These solutions result in relatively bulky devices that provide side-by-side functionality but do not combine them together. At a given time, the user must choose to use a lighted sight or scope, and therefore, the user never benefits from the added advantages of both systems. In a system incorporating a thermal infrared sight and a light-emitting sight, the user must choose whether to benefit from the fast aiming and situational awareness capabilities provided by the light-emitting sight or the disguise and night vision capabilities provided by the thermal infrared sight.
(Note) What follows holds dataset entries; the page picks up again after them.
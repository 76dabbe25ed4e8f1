//! Run driver: user ramp-up, constant per-user throughput, graceful stop.
//!
//! A run moves `Idle -> Connecting -> Running -> Draining -> Stopped`. One
//! tokio task per simulated user; each user acquires the shared connection,
//! loops the traffic scenario at the configured request rate, and releases
//! on stop. The stop signal is a watch channel; in-flight operations finish
//! normally before a user exits.

use std::fmt;
use std::sync::Arc;
use std::time::Duration;

use rand::rngs::StdRng;
use rand::SeedableRng;
use tokio::sync::watch;
use tokio::task::{JoinHandle, JoinSet};
use tokio::time::Instant;
use tracing::{debug, error, info, warn};

use crate::client::ClientFactory;
use crate::config::ResolvedConfig;
use crate::connection::SharedConnection;
use crate::error::Result;
use crate::executor::{OpExecutor, RetryPolicy};
use crate::stats::{RunCounters, StatsCollector, LOCAL_RESULTS_FILE};
use crate::telemetry::OpMetrics;
use crate::traffic::cache_scenario;

#[derive(Debug, Clone, Copy, PartialEq, Eq)]
pub enum RunPhase {
    Idle,
    Connecting,
    Running,
    Draining,
    Stopped,
}

impl fmt::Display for RunPhase {
    fn fmt(&self, f: &mut fmt::Formatter<'_>) -> fmt::Result {
        let s = match self {
            RunPhase::Idle => "idle",
            RunPhase::Connecting => "connecting",
            RunPhase::Running => "running",
            RunPhase::Draining => "draining",
            RunPhase::Stopped => "stopped",
        };
        f.write_str(s)
    }
}

/// Everything one run shares across its user tasks: the immutable config,
/// the counters, the stats registry, the shared connection, and the
/// executor. Explicitly constructed and passed; nothing is process-global,
/// so concurrent runs in tests stay isolated.
pub struct RunContext {
    pub config: ResolvedConfig,
    pub counters: RunCounters,
    pub stats: Arc<StatsCollector>,
    pub connection: SharedConnection,
    pub executor: OpExecutor,
}

impl RunContext {
    pub fn new(
        config: ResolvedConfig,
        factory: Arc<dyn ClientFactory>,
        metrics: Option<Arc<OpMetrics>>,
    ) -> Arc<Self> {
        let stats = Arc::new(StatsCollector::new());
        let executor = OpExecutor::new(
            config.cache_kind,
            RetryPolicy::from_config(&config),
            stats.clone(),
            metrics,
        );
        Arc::new(RunContext {
            connection: SharedConnection::new(factory),
            counters: RunCounters::new(),
            config,
            stats,
            executor,
        })
    }
}

/// A ramped swarm of user tasks, stoppable as a unit. Used by both local
/// and worker modes.
pub struct UserSwarm {
    stop: watch::Sender<bool>,
    supervisor: JoinHandle<()>,
}

impl UserSwarm {
    pub fn launch(ctx: Arc<RunContext>) -> Self {
        let (stop_tx, stop_rx) = watch::channel(false);
        let supervisor = tokio::spawn(supervise(ctx, stop_rx));
        UserSwarm {
            stop: stop_tx,
            supervisor,
        }
    }

    /// Signal every user to stop, then wait for all of them to release.
    pub async fn stop(self) -> Result<()> {
        let _ = self.stop.send(true);
        self.supervisor.await?;
        Ok(())
    }
}

/// Ramp users toward the configured concurrency at `spawn_rate` users per
/// second, then wait for all of them to finish.
async fn supervise(ctx: Arc<RunContext>, stop: watch::Receiver<bool>) {
    let total = ctx.config.connections;
    let per_tick = ctx.config.spawn_rate;
    let mut users = JoinSet::new();
    let mut ramp_stop = stop.clone();
    let mut spawned = 0u32;

    while spawned < total {
        let batch = per_tick.min(total - spawned);
        for _ in 0..batch {
            spawned += 1;
            users.spawn(user_loop(ctx.clone(), stop.clone(), spawned));
        }
        debug!(spawned, total, "ramp-up progress");
        if spawned < total {
            tokio::select! {
                _ = tokio::time::sleep(Duration::from_secs(1)) => {}
                _ = ramp_stop.changed() => break,
            }
        }
    }

    while let Some(joined) = users.join_next().await {
        if let Err(e) = joined {
            warn!(error = %e, "user task failed");
        }
    }
}

/// One simulated user: acquire, loop the scenario at constant throughput,
/// release. The inter-request wait is the remainder of `1/request_rate`
/// after each iteration.
async fn user_loop(ctx: Arc<RunContext>, mut stop: watch::Receiver<bool>, user_id: u32) {
    let conn = ctx.connection.acquire().await;
    match &conn {
        Some(_) => info!(user_id, "user connected (shared)"),
        None => error!(user_id, "user connection failed"),
    }

    let interval = Duration::from_secs_f64(1.0 / ctx.config.request_rate);
    let mut rng = StdRng::from_entropy();
    loop {
        if *stop.borrow() {
            break;
        }
        let iteration_start = Instant::now();
        cache_scenario(&ctx, conn.as_deref(), &mut rng).await;
        let elapsed = iteration_start.elapsed();
        if elapsed < interval {
            tokio::select! {
                _ = tokio::time::sleep(interval - elapsed) => {}
                _ = stop.changed() => {}
            }
        }
    }

    if conn.is_some() {
        ctx.connection.release().await;
    }
    info!(user_id, "user released connection");
}

/// Single-process run: ramp up, run for the configured duration, drain,
/// then emit the counter summary, the stats table, and the CSV report.
pub async fn run_local(ctx: Arc<RunContext>) -> Result<()> {
    info!(
        phase = %RunPhase::Connecting,
        users = ctx.config.connections,
        spawn_rate = ctx.config.spawn_rate,
        "starting load test"
    );
    let started = Instant::now();
    let swarm = UserSwarm::launch(ctx.clone());

    info!(
        phase = %RunPhase::Running,
        duration_secs = ctx.config.duration_secs,
        "load test running"
    );
    tokio::time::sleep(ctx.config.run_duration()).await;

    info!(phase = %RunPhase::Draining, "signalling users to stop");
    swarm.stop().await?;

    let run_secs = started.elapsed().as_secs_f64();
    info!(phase = %RunPhase::Stopped, "load test completed");
    ctx.counters.log_summary();
    ctx.stats.print_summary(run_secs);
    ctx.stats.write_csv(LOCAL_RESULTS_FILE, run_secs)?;
    Ok(())
}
In summary, the existing solutions based on a single principle of the luminous sight, indicator or scope type do not satisfy all the requirements of the infantry to shoot in any case. Solutions that juxtapose the two principles in the same device, such as luminous sights and thermal imaging sights, can combine some of the advantages without simultaneously benefiting from them. In addition, these systems are bulky and heavy. They do not meet all of the above requirements.

Disclosure of Invention

The sighting telescope according to the invention does not have the disadvantages described above. Indeed, several images of different sources can be perceived through a single light-emitting sight-type eyepiece. Thus, several requirements of this type of device are guaranteed while maintaining a reduced volume. More specifically, the subject of the invention is a sighting telescope or sight comprising: in a single mechanical configuration, a camera and a video microdisplay in combination with an eyepiece, characterized in that the eyepiece utilizes a light combiner arranged to superimpose an image of the video microdisplay on an external landscape.

Advantageously, the sighting telescope comprises luminous symbols or luminous points and optical means arranged to superimpose an image of said luminous symbols or luminous points on the image of said video microdisplay and on the external landscape.
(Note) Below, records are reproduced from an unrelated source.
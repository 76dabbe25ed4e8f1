//! Cluster adapter over the async `redis` cluster connection.

use std::time::Duration;

use async_trait::async_trait;
use redis::cluster::ClusterClientBuilder;
use redis::cluster_async::ClusterConnection;
use tracing::{info, warn};

use super::{translate_error, with_timeout, CacheClient};
use crate::config::ResolvedConfig;
use crate::error::ClientResult;

/// A connection to a Redis or Valkey cluster. Topology discovery and slot
/// routing live in the `redis` crate; the connection handle is cheap to
/// clone and safe to share across tasks.
pub struct ClusterClient {
    conn: ClusterConnection,
    timeout: Duration,
}

impl ClusterClient {
    pub async fn connect(config: &ResolvedConfig) -> ClientResult<Self> {
        let family = config.cache_kind.db_system();
        info!(
            "Creating {} cluster connection with pool size: {}",
            family, config.connections_pool
        );
        info!(
            "Connecting to {} cluster at {}:{} SSL={}",
            family, config.cache_host, config.cache_port, config.ssl
        );

        if config.ssl && config.ssl_ca_certs.is_some() {
            warn!("custom CA bundles are not supported for cluster connections; ignoring ssl_ca_certs");
        }

        let client = ClusterClientBuilder::new(vec![config.connection_url()])
            .retries(config.retry_attempts)
            .connection_timeout(config.query_timeout())
            .build()
            .map_err(|e| translate_error(&e))?;
        let conn = client
            .get_async_connection()
            .await
            .map_err(|e| translate_error(&e))?;
        info!("{} cluster connection established successfully", family);
        Ok(ClusterClient {
            conn,
            timeout: config.query_timeout(),
        })
    }
}

#[async_trait]
impl CacheClient for ClusterClient {
    async fn get(&self, key: &str) -> ClientResult<Option<String>> {
        let mut conn = self.conn.clone();
        with_timeout(self.timeout, redis::cmd("GET").arg(key).query_async(&mut conn)).await
    }

    async fn set(&self, key: &str, value: &str, ttl_secs: u64) -> ClientResult<()> {
        let mut conn = self.conn.clone();
        with_timeout(
            self.timeout,
            redis::cmd("SET")
                .arg(key)
                .arg(value)
                .arg("EX")
                .arg(ttl_secs)
                .query_async::<_, ()>(&mut conn),
        )
        .await
    }

    async fn ping(&self) -> ClientResult<()> {
        let mut conn = self.conn.clone();
        with_timeout(
            self.timeout,
            redis::cmd("PING").query_async::<_, String>(&mut conn),
        )
        .await
        .map(|_| ())
    }

    async fn close(&self) -> ClientResult<()> {
        Ok(())
    }
}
Advantageously, the optical train consisting of the camera, the microdisplay and the eyepiece has a magnification of one, the image of the microdisplay coinciding with the image of the external landscape.
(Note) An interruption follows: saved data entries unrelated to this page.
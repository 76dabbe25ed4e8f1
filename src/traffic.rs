//! Traffic mix policy.
//!
//! One call to [`cache_scenario`] is one simulated request. A uniform draw
//! against the configured hit rate picks the hit path (bounded key space,
//! warm-cache latency) or the miss path (always-novel key, cold-cache
//! latency). A GET that comes back empty is repaired with a SET either way;
//! an exhausted-retry GET is treated exactly like a true miss, so the hit
//! rate measures "requests that found a value", not backend health.

use std::time::{SystemTime, UNIX_EPOCH};

use rand::Rng;
use sha2::{Digest, Sha256};
use tracing::warn;

use crate::client::CacheClient;
use crate::runner::RunContext;

/// Uniform key from the bounded hit-path key space, `key_1..key_{set_keys}`.
pub fn hit_key(rng: &mut impl Rng, set_keys: u64) -> String {
    format!("key_{}", rng.gen_range(1..=set_keys))
}

/// Guaranteed-novel key: sha256 of the nanosecond unix timestamp. Exists to
/// produce guaranteed cache misses for baseline latency measurement.
pub fn miss_key() -> String {
    let nanos = SystemTime::now()
        .duration_since(UNIX_EPOCH)
        .unwrap_or_default()
        .as_nanos();
    let digest = Sha256::digest(nanos.to_string().as_bytes());
    format!("{:x}", digest)
}

/// The payload written on every SET: `value_size` KB of repeated `A`.
pub fn generate_value(size_kb: usize) -> String {
    "A".repeat(size_kb * 1024)
}

/// One simulated request. Increments `total_requests` exactly once on every
/// branch; increments `cache_hits` iff the hit-path GET found a value. With
/// no connection available the user abstains for this cycle.
pub async fn cache_scenario(
    ctx: &RunContext,
    client: Option<&dyn CacheClient>,
    rng: &mut impl Rng,
) {
    ctx.counters.increment_total();

    let Some(client) = client else {
        warn!("cache connection not available");
        return;
    };

    if rng.gen::<f64>() < ctx.config.hit_rate {
        let key = hit_key(rng, ctx.config.set_keys);
        let result = ctx.executor.timed_get(client, &key, "default").await;
        if result.is_some() {
            ctx.counters.increment_hit();
        } else {
            // Repair the miss; the SET outcome is recorded independently
            // and never converts the GET into a hit.
            let value = generate_value(ctx.config.value_size_kb);
            ctx.executor
                .timed_set(client, &key, &value, ctx.config.ttl_secs, "default")
                .await;
        }
    } else {
        let key = miss_key();
        let result = ctx.executor.timed_get(client, &key, "dummy").await;
        if result.is_none() {
            let value = generate_value(ctx.config.value_size_kb);
            ctx.executor
                .timed_set(client, &key, &value, ctx.config.ttl_secs, "dummy")
                .await;
        }
    }
}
Advantageously, the light combiner comprises a flat semi-reflective surface inclined at about 45 degrees to the aiming or viewing axis.

Advantageously, the transflective surface is comprised in a plate beam splitter comprising two parallel planes.

Advantageously, the semitransparent and semi-reflecting plate is comprised in a cubic beam splitter comprising two parallel planes. The normal to the face may be parallel to the sighting or viewing axis.

Advantageously, the prismatic beamsplitter comprises a concave mirror having an optical axis at right angles to the aiming or viewing axis, the light rays from the video microdisplay being transmitted by the transflector, reflected by the concave mirror and then reflected by the transflector.

Advantageously, the prismatic beamsplitter includes a convex entrance face having an optical axis at right angles to the collimation or viewing axis and opposite the concave mirror.

Advantageously, the optical combiner comprises a concave semi-reflective surface of the "free-form" or diffractive type inclined with respect to the aiming or viewing axis, and the eyepiece comprises a convex mirror for use with the semi-reflective concave surface.

Advantageously, the optical means comprise a plate or cube beam splitter arranged in front of the video microdisplay such that the image of the luminous symbol or luminous point is merged with the video microdisplay by reflection or transmission of the plate or cube beam splitter.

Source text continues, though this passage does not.